同社は壁装材、床材、ファブリックといった多岐にわたるインテリア商材の提供を核とした「トータルインテリア」を展開しています。単なる商品の販売にとどまらず、設計・デザインから施工までを一貫して担う空間総合事業や、物流・配送ネットワークの強化を含むサプライチェーン管理を強みとしています。

国内市場では、専門知識が必要なカーテン分野や、特定の地域に特化した展開など、多角的なアプローチで顧客ニーズに応えています。また、海外セグメントにおいても、北米、東南アジア、中国・東アジアといった主要地域において、インテリア商材の販売と空間デザイン・施工を統合した事業を展開しています。

KPI

当連結会計年度における売上高は206,441百万円となり、前年同期比で3.0%の増加を記録しました。営業利益は19,408百万円(同7.0%増)、経常利益は20,152百万円(同8.5%増)と、堅調な推移を見せています。

さらに、親会社株主に帰属する当期純利益は14,642百万円となり、前年同期比で16.7%の成長を達成しました。これらの数値は、国内インテリア事業における商品ラインアップの拡充や、施工工程を短縮する新機軸商品の展開が寄与したものと分析されます。

成長ドライバー

「中期経営計画 2029」において、国内市場の縮小を見据えつつ、成長が見込まれる分野への注力とプロダクトミックスの最適化を進めています。

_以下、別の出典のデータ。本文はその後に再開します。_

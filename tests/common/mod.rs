#![allow(dead_code)]

pub mod fake_elasticsearch;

特に施工工程を短縮する新機軸商品の開発や、海外における北米の成長加速、東南アジア・中国での展開強化が重要な柱となります。

また、インテリア事業の強みを横展開する空間総合事業やエクステリア事業を中長期的な成長事業として育成する方針です。これらの領域において、既存の強みとシナジーを最大化することで、より強固な収益基盤の構築を目指しています。

リスク

国内市場においては、少子高齢化に伴う住宅・非住宅の新設着工戸数の減少や、建設コストの高騰が事業機会を損なうリスクが存在します。これに対し、同社は高付加価値商品の拡充やサプライチェーンの最適化を通じて、競争優力性と収益性の向上を図ることで対応しています。

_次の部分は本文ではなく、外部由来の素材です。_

use async_trait::async_trait;
use reqwest::{Method, RequestBuilder, Response, StatusCode, Url};
use serde::de::DeserializeOwned;
use serde::Deserialize;
use serde_json::{json, Map, Value};
use std::time::Duration;
use tracing::debug;

use crate::app::ports::DocumentStorePort;
use crate::config::StoreConfig;
use crate::domain::{DeleteOutcome, FacetBucket, SearchHit};
use crate::error::{IndexerError, Result};

/// Name of the terms aggregation in facet requests
const FACET_AGGREGATION: &str = "facet";

/// Document store backed by the Elasticsearch REST API.
pub struct ElasticsearchStore {
    client: reqwest::Client,
    base_url: Url,
    username: Option<String>,
    password: Option<String>,
}

impl ElasticsearchStore {
    pub fn new(config: &StoreConfig) -> Result<Self> {
        let base_url = Url::parse(&config.url)
            .map_err(|e| IndexerError::Config(format!("Invalid Elasticsearch URL '{}': {}", config.url, e)))?;
        if base_url.cannot_be_a_base() {
            return Err(IndexerError::Config(format!(
                "Elasticsearch URL '{}' cannot be used as a base URL",
                config.url
            )));
        }

        let client = reqwest::Client::builder()
            .danger_accept_invalid_certs(config.accept_invalid_certs)
            .timeout(Duration::from_secs(config.timeout_seconds))
            .build()?;

        Ok(Self {
            client,
            base_url,
            username: config.username.clone(),
            password: config.password.clone(),
        })
    }

    fn endpoint(&self, segments: &[&str]) -> Url {
        let mut url = self.base_url.clone();
        // cannot_be_a_base was rejected in `new`
        if let Ok(mut path) = url.path_segments_mut() {
            path.pop_if_empty().extend(segments);
        }
        url
    }

    fn request(&self, method: Method, segments: &[&str]) -> RequestBuilder {
        let url = self.endpoint(segments);
        debug!(%method, %url, "Elasticsearch request");
        let builder = self.client.request(method, url);
        match &self.username {
            Some(user) => builder.basic_auth(user, self.password.as_deref()),
            None => builder,
        }
    }

    async fn send(&self, builder: RequestBuilder) -> Result<Response> {
        builder.send().await.map_err(IndexerError::from_transport)
    }
}

#[derive(Debug, Deserialize)]
struct SearchResponse {
    hits: HitsEnvelope,
}

#[derive(Debug, Deserialize)]
struct HitsEnvelope {
    #[serde(default)]
    hits: Vec<RawHit>,
}

#[derive(Debug, Deserialize)]
struct RawHit {
    #[serde(rename = "_index")]
    index: String,
    #[serde(rename = "_id")]
    id: String,
    #[serde(rename = "_score")]
    score: Option<f64>,
    #[serde(rename = "_source", default)]
    source: Map<String, Value>,
}

#[derive(Debug, Deserialize)]
struct CountResponse {
    count: u64,
}

#[derive(Debug, Deserialize)]
struct DeleteResponse {
    result: String,
}

#[derive(Debug, Deserialize)]
struct FacetResponse {
    aggregations: Map<String, Value>,
}

#[derive(Debug, Deserialize)]
struct BucketList {
    buckets: Vec<RawBucket>,
}

#[derive(Debug, Deserialize)]
struct RawBucket {
    key: Value,
    doc_count: u64,
}

/// Build an `Api` error from a non-success response, preferring the store's
/// own `error.type`/`error.reason` fields.
async fn api_error(resp: Response) -> IndexerError {
    let status = resp.status();
    let body = resp.text().await.unwrap_or_default();
    IndexerError::Api {
        status: status.as_u16(),
        reason: error_reason(status, &body),
    }
}

fn error_reason(status: StatusCode, body: &str) -> String {
    let parsed: Option<Value> = serde_json::from_str(body).ok();
    let error = parsed.as_ref().and_then(|v| v.get("error"));
    match error {
        Some(Value::Object(e)) => {
            let kind = e.get("type").and_then(Value::as_str).unwrap_or("error");
            let reason = e.get("reason").and_then(Value::as_str).unwrap_or("");
            format!("{}: {}", kind, reason)
        }
        Some(Value::String(s)) => s.clone(),
        _ if !body.trim().is_empty() => body.trim().to_string(),
        _ => status.canonical_reason().unwrap_or("unknown error").to_string(),
    }
}

fn parse_body<T: DeserializeOwned>(body: &str) -> Result<T> {
    serde_json::from_str(body).map_err(|e| {
        let preview: String = body.chars().take(200).collect();
        IndexerError::UnexpectedResponse(format!("{} (body: {})", e, preview))
    })
}

/// Read a successful JSON response, or turn the failure into an `Api` error.
async fn read_json<T: DeserializeOwned>(resp: Response) -> Result<T> {
    if !resp.status().is_success() {
        return Err(api_error(resp).await);
    }
    let body = resp.text().await.map_err(IndexerError::from_transport)?;
    parse_body(&body)
}

fn bucket_key(key: Value) -> String {
    match key {
        Value::String(s) => s,
        other => other.to_string(),
    }
}

#[async_trait]
impl DocumentStorePort for ElasticsearchStore {
    async fn collection_exists(&self, collection: &str) -> Result<bool> {
        let resp = self.send(self.request(Method::HEAD, &[collection])).await?;
        match resp.status() {
            StatusCode::NOT_FOUND => Ok(false),
            s if s.is_success() => Ok(true),
            _ => Err(api_error(resp).await),
        }
    }

    async fn create_collection(&self, collection: &str) -> Result<()> {
        let resp = self.send(self.request(Method::PUT, &[collection])).await?;
        if !resp.status().is_success() {
            return Err(api_error(resp).await);
        }
        Ok(())
    }

    async fn index_document(&self, collection: &str, id: &str, body: &Map<String, Value>) -> Result<()> {
        let resp = self
            .send(self.request(Method::PUT, &[collection, "_doc", id]).json(body))
            .await?;
        if !resp.status().is_success() {
            return Err(api_error(resp).await);
        }
        debug!(collection, id, "Document indexed");
        Ok(())
    }

    async fn search_match(&self, collection: &str, field: &str, value: &str) -> Result<Vec<SearchHit>> {
        let query = json!({ "query": { "match": { field: value } } });
        let resp = self
            .send(self.request(Method::POST, &[collection, "_search"]).json(&query))
            .await?;
        let parsed: SearchResponse = read_json(resp).await?;

        Ok(parsed
            .hits
            .hits
            .into_iter()
            .map(|h| SearchHit {
                index: h.index,
                id: h.id,
                score: h.score,
                source: h.source,
            })
            .collect())
    }

    async fn count(&self, collection: &str) -> Result<u64> {
        let resp = self.send(self.request(Method::GET, &[collection, "_count"])).await?;
        let parsed: CountResponse = read_json(resp).await?;
        Ok(parsed.count)
    }

    async fn delete_document(&self, collection: &str, id: &str) -> Result<DeleteOutcome> {
        let resp = self
            .send(self.request(Method::DELETE, &[collection, "_doc", id]))
            .await?;
        let status = resp.status();
        let body = resp.text().await.map_err(IndexerError::from_transport)?;

        // A missing document is a 404 carrying `"result": "not_found"`; a
        // missing index is a 404 carrying an `error` object instead.
        if status.is_success() || status == StatusCode::NOT_FOUND {
            if let Ok(parsed) = serde_json::from_str::<DeleteResponse>(&body) {
                return Ok(match parsed.result.as_str() {
                    "deleted" => DeleteOutcome::Deleted,
                    "not_found" => DeleteOutcome::NotFound,
                    other => DeleteOutcome::Other(other.to_string()),
                });
            }
        }
        Err(IndexerError::Api {
            status: status.as_u16(),
            reason: error_reason(status, &body),
        })
    }

    async fn terms_facet(&self, collection: &str, field: &str, size: u32) -> Result<Vec<FacetBucket>> {
        let query = json!({
            "size": 0,
            "aggs": { FACET_AGGREGATION: { "terms": { "field": field, "size": size } } }
        });
        let resp = self
            .send(self.request(Method::POST, &[collection, "_search"]).json(&query))
            .await?;
        let mut parsed: FacetResponse = read_json(resp).await?;

        let aggregation = parsed.aggregations.remove(FACET_AGGREGATION).ok_or_else(|| {
            IndexerError::UnexpectedResponse(format!("response has no '{}' aggregation", FACET_AGGREGATION))
        })?;
        let buckets: BucketList = serde_json::from_value(aggregation)?;

        Ok(buckets
            .buckets
            .into_iter()
            .map(|b| FacetBucket {
                key: bucket_key(b.key),
                doc_count: b.doc_count,
            })
            .collect())
    }
}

また、国際情勢の不安定化による原材料価格の高騰や物流コストの上昇が深刻な課題となっており、2026年7月1日受注分より主要商品について約18%から30%の取引価格改定を実施する方針です。さらに、環境・気候変動への対応として、欧米での規制強化を見据えた低環境負荷商品の拡充にも取り組んでいます。

競合

同社は壁装材や床材などの幅広い商材を扱い、設計から施工までを一貫して提供できる体制を構築することで独自のポジションを築いています。特に、高度な企画・開発力を持つ製造機能や、広域な配送ネットワークの確保により、競合に対する優位性を確保しています。

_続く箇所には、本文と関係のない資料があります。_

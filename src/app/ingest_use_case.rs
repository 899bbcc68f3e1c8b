use chrono::Utc;
use std::sync::Arc;
use std::time::Instant;
use tracing::{error, info, warn};

use crate::app::ports::DocumentStorePort;
use crate::config::{MissingIdPolicy, NormalizeConfig};
use crate::domain::{CollectionName, IngestReport, SkippedRow};
use crate::error::{IndexerError, Result};
use crate::observability::metrics;
use crate::pipeline::csv_source::CsvSource;
use crate::pipeline::normalize::RecordNormalizer;

/// Loads the CSV, normalizes it and submits one document per row, in order.
pub struct IngestUseCase {
    store: Arc<dyn DocumentStorePort>,
    source: CsvSource,
    normalize: NormalizeConfig,
}

impl IngestUseCase {
    pub fn new(store: Arc<dyn DocumentStorePort>, source: CsvSource, normalize: NormalizeConfig) -> Self {
        Self { store, source, normalize }
    }

    pub fn with_missing_id_policy(mut self, policy: MissingIdPolicy) -> Self {
        self.normalize.missing_id = policy;
        self
    }

    /// Run one ingestion pass into `collection`, dropping `exclude_column`.
    ///
    /// Documents submitted before a failure stay in the store.
    pub async fn run(&self, collection: &CollectionName, exclude_column: Option<&str>) -> Result<IngestReport> {
        let started_at = Utc::now();
        let timer = Instant::now();

        let table = self.source.load()?;
        let normalizer = RecordNormalizer::new(self.normalize.cleaning_rules(exclude_column));
        let mut documents = normalizer.documents(&table);

        let mut indexed = 0usize;
        let mut skipped = Vec::new();

        for next in documents.by_ref() {
            let document = match next {
                Ok(document) => document,
                Err(IndexerError::MissingIdentifier { line, column })
                    if self.normalize.missing_id == MissingIdPolicy::Skip =>
                {
                    warn!(collection = %collection, line, column = %column, "Row has no identifier, skipping");
                    metrics::ingest::row_skipped(collection.as_str());
                    skipped.push(SkippedRow {
                        line,
                        reason: format!("missing '{}' column", column),
                    });
                    continue;
                }
                Err(err) => return Err(abort(collection, indexed, err)),
            };

            if let Err(err) = self
                .store
                .index_document(collection.as_str(), &document.id, &document.body)
                .await
            {
                return Err(abort(collection, indexed, err));
            }
            indexed += 1;
            metrics::ingest::document_indexed(collection.as_str());
        }

        let stats = documents.stats();
        metrics::ingest::values_coerced(stats.coerced_to_zero);
        metrics::ingest::run_duration(timer.elapsed().as_secs_f64());

        info!(
            indexed,
            skipped = skipped.len(),
            coerced = stats.coerced_to_zero,
            "Data indexed into collection '{}', excluding column '{}'.",
            collection,
            exclude_column.unwrap_or("<none>")
        );

        Ok(IngestReport {
            collection: collection.to_string(),
            columns: table.columns.clone(),
            excluded_column: exclude_column
                .filter(|c| table.has_column(c))
                .map(|c| c.to_string()),
            indexed,
            skipped,
            coerced_to_zero: stats.coerced_to_zero,
            started_at,
            finished_at: Utc::now(),
        })
    }
}

fn abort(collection: &CollectionName, indexed: usize, err: IndexerError) -> IndexerError {
    error!(collection = %collection, indexed, kind = %err.kind(), "Ingestion aborted: {}", err);
    metrics::ingest::run_aborted(err.kind().as_str());
    IndexerError::IngestAborted {
        indexed,
        source: Box::new(err),
    }
}

#[cfg(test)]
mod tests {
    use super::*;
    use crate::config::{Config, TextEncoding};
    use crate::domain::{DeleteOutcome, FacetBucket, SearchHit};
    use async_trait::async_trait;
    use serde_json::{Map, Value};
    use std::io::Write;
    use std::sync::Mutex;
    use tempfile::NamedTempFile;

    /// Accepts the first `accept` documents, then fails like an unreachable store.
    struct FlakyStore {
        accept: usize,
        seen: Mutex<Vec<String>>,
    }

    #[async_trait]
    impl DocumentStorePort for FlakyStore {
        async fn collection_exists(&self, _collection: &str) -> Result<bool> {
            Ok(true)
        }
        async fn create_collection(&self, _collection: &str) -> Result<()> {
            Ok(())
        }
        async fn index_document(&self, _collection: &str, id: &str, _body: &Map<String, Value>) -> Result<()> {
            let mut seen = self.seen.lock().unwrap();
            if seen.len() >= self.accept {
                return Err(IndexerError::Connection("connection refused".to_string()));
            }
            seen.push(id.to_string());
            Ok(())
        }
        async fn search_match(&self, _c: &str, _f: &str, _v: &str) -> Result<Vec<SearchHit>> {
            Ok(vec![])
        }
        async fn count(&self, _collection: &str) -> Result<u64> {
            Ok(self.seen.lock().unwrap().len() as u64)
        }
        async fn delete_document(&self, _collection: &str, _id: &str) -> Result<DeleteOutcome> {
            Ok(DeleteOutcome::NotFound)
        }
        async fn terms_facet(&self, _c: &str, _f: &str, _s: u32) -> Result<Vec<FacetBucket>> {
            Ok(vec![])
        }
    }

    fn csv_file(contents: &str) -> NamedTempFile {
        let mut file = NamedTempFile::new().unwrap();
        file.write_all(contents.as_bytes()).unwrap();
        file
    }

    fn use_case(store: Arc<FlakyStore>, file: &NamedTempFile) -> IngestUseCase {
        let config = Config::default();
        let source = CsvSource::new(file.path(), TextEncoding::Latin1, &config.source.na_values);
        IngestUseCase::new(store, source, config.normalize)
    }

    #[tokio::test]
    async fn submission_failure_aborts_and_keeps_partial_work() {
        let file = csv_file("Employee_ID,Gender\nE1,Male\nE2,Female\nE3,Male\n");
        let store = Arc::new(FlakyStore { accept: 2, seen: Mutex::new(vec![]) });

        let err = use_case(store.clone(), &file)
            .run(&CollectionName::new("Staff"), None)
            .await
            .unwrap_err();

        match err {
            IndexerError::IngestAborted { indexed, source } => {
                assert_eq!(indexed, 2);
                assert!(matches!(*source, IndexerError::Connection(_)));
            }
            other => panic!("expected IngestAborted, got {:?}", other),
        }
        assert_eq!(*store.seen.lock().unwrap(), vec!["E1".to_string(), "E2".to_string()]);
    }

    #[tokio::test]
    async fn missing_source_submits_nothing() {
        let store = Arc::new(FlakyStore { accept: 10, seen: Mutex::new(vec![]) });
        let config = Config::default();
        let source = CsvSource::new("no/such/employees.csv", TextEncoding::Latin1, &config.source.na_values);

        let err = IngestUseCase::new(store.clone(), source, config.normalize)
            .run(&CollectionName::new("staff"), Some("Department"))
            .await
            .unwrap_err();

        assert!(matches!(err, IndexerError::SourceMissing(_)));
        assert!(store.seen.lock().unwrap().is_empty());
    }

    #[tokio::test]
    async fn report_counts_coerced_values() {
        let file = csv_file("Employee_ID,Annual Salary,Bonus %\nE1,\"$90,000\",5%\nE2,unknown,%\n");
        let store = Arc::new(FlakyStore { accept: 10, seen: Mutex::new(vec![]) });

        let report = use_case(store, &file)
            .run(&CollectionName::new("staff"), Some("Department"))
            .await
            .unwrap();

        assert_eq!(report.indexed, 2);
        assert_eq!(report.coerced_to_zero, 2);
        assert_eq!(report.excluded_column, None);
        assert_eq!(report.collection, "staff");
    }
}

また、ブランド力の高い海外製品の取り扱いや、受賞歴のあるデザイン性の高い商品の展開を通じて、市場における差別化を図っています。これらの取り組みは、単なる商材の提供を超えた「ソリューション提案」としての価値を確立し、競争環境における強みとなっています。

バリュエーション

2026年8月17日時点の株価は3,130円であり、同日の時価総額は約1828.4億円です。この時点でのPERは12.48倍、PBRは1.50倍となっています。

また、同日時点の配当利回りは4.93%と算出されています。これらの指標は、提供された最新の市場データに基づいた数値です。